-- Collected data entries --
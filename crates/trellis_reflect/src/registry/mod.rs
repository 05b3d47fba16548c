//! The type registry: the engine's type↔name mapping and per-type
//! extension slots.
//!
//! Registration stores one [`TypeMeta`] per type: its [`TypeInfo`] plus an
//! open table of [`TypeTrait`] objects. The registry also indexes types by
//! full path and by short name, which is how wire discriminators resolve
//! back to concrete types.
//!
//! [`TypeInfo`]: crate::info::TypeInfo

// -----------------------------------------------------------------------------
// Modules

mod traits;
mod type_meta;
mod type_registry;

// -----------------------------------------------------------------------------
// Exports

pub use traits::{FromType, TypeTrait, TypeTraitDefault, TypeTraitFactory};
pub use type_meta::{GetTypeMeta, TypeMeta};
pub use type_registry::{TypeRegistry, TypeRegistryArc};
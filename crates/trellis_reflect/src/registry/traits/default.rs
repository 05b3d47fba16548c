use crate::Reflect;
use crate::info::Typed;
use crate::registry::FromType;

// -----------------------------------------------------------------------------
// TypeTraitDefault

/// [`Default`] support for reflected types.
///
/// Lets the engine build an empty value of a type known only at runtime,
/// the fallback when a document supplies no members and the type declares
/// no zero-parameter constructor.
///
/// # Examples
///
/// ```
/// use trellis_reflect::registry::{TypeRegistry, TypeTraitDefault};
///
/// let registry = TypeRegistry::new();
///
/// let make = registry
///     .get_with_type_name("String").unwrap()
///     .get_trait::<TypeTraitDefault>().unwrap();
///
/// assert_eq!(make.default().take::<String>().unwrap(), "");
/// ```
#[derive(Clone)]
pub struct TypeTraitDefault {
    func: fn() -> Box<dyn Reflect>,
}

impl TypeTraitDefault {
    /// Calls the underlying type's [`Default`].
    #[inline]
    pub fn default(&self) -> Box<dyn Reflect> {
        (self.func)()
    }
}

impl<T: Default + Typed + Reflect> FromType<T> for TypeTraitDefault {
    fn from_type() -> Self {
        Self {
            func: || Box::<T>::default(),
        }
    }
}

-- Exercise --
Write the records out again. Each one must match exactly.

-- The answer --
filename crates/trellis_reflect/src/registry/mod.rs
repository 05b3d47fba16548c
//! The type registry: the engine's type↔name mapping and per-type
//! extension slots.
//!
//! Registration stores one [`TypeMeta`] per type: its [`TypeInfo`] plus an
//! open table of [`TypeTrait`] objects. The registry also indexes types by
//! full path and by short name, which is how wire discriminators resolve
//! back to concrete types.
//!
//! [`TypeInfo`]: crate::info::TypeInfo

// -----------------------------------------------------------------------------
// Modules

mod traits;
mod type_meta;
mod type_registry;

// -----------------------------------------------------------------------------
// Exports

pub use traits::{FromType, TypeTrait, TypeTraitDefault, TypeTraitFactory};
pub use type_meta::{GetTypeMeta, TypeMeta};
pub use type_registry::{TypeRegistry, TypeRegistryArc};
filename crates/trellis_reflect/src/registry/traits/default.rs
repository 05b3d47fba16548c
use crate::Reflect;
use crate::info::Typed;
use crate::registry::FromType;

// -----------------------------------------------------------------------------
// TypeTraitDefault

/// [`Default`] support for reflected types.
///
/// Lets the engine build an empty value of a type known only at runtime,
/// the fallback when a document supplies no members and the type declares
/// no zero-parameter constructor.
///
/// # Examples
///
/// ```
/// use trellis_reflect::registry::{TypeRegistry, TypeTraitDefault};
///
/// let registry = TypeRegistry::new();
///
/// let make = registry
///     .get_with_type_name("String").unwrap()
///     .get_trait::<TypeTraitDefault>().unwrap();
///
/// assert_eq!(make.default().take::<String>().unwrap(), "");
/// ```
#[derive(Clone)]
pub struct TypeTraitDefault {
    func: fn() -> Box<dyn Reflect>,
}

impl TypeTraitDefault {
    /// Calls the underlying type's [`Default`].
    #[inline]
    pub fn default(&self) -> Box<dyn Reflect> {
        (self.func)()
    }
}

impl<T: Default + Typed + Reflect> FromType<T> for TypeTraitDefault {
    fn from_type() -> Self {
        Self {
            func: || Box::<T>::default(),
        }
    }
}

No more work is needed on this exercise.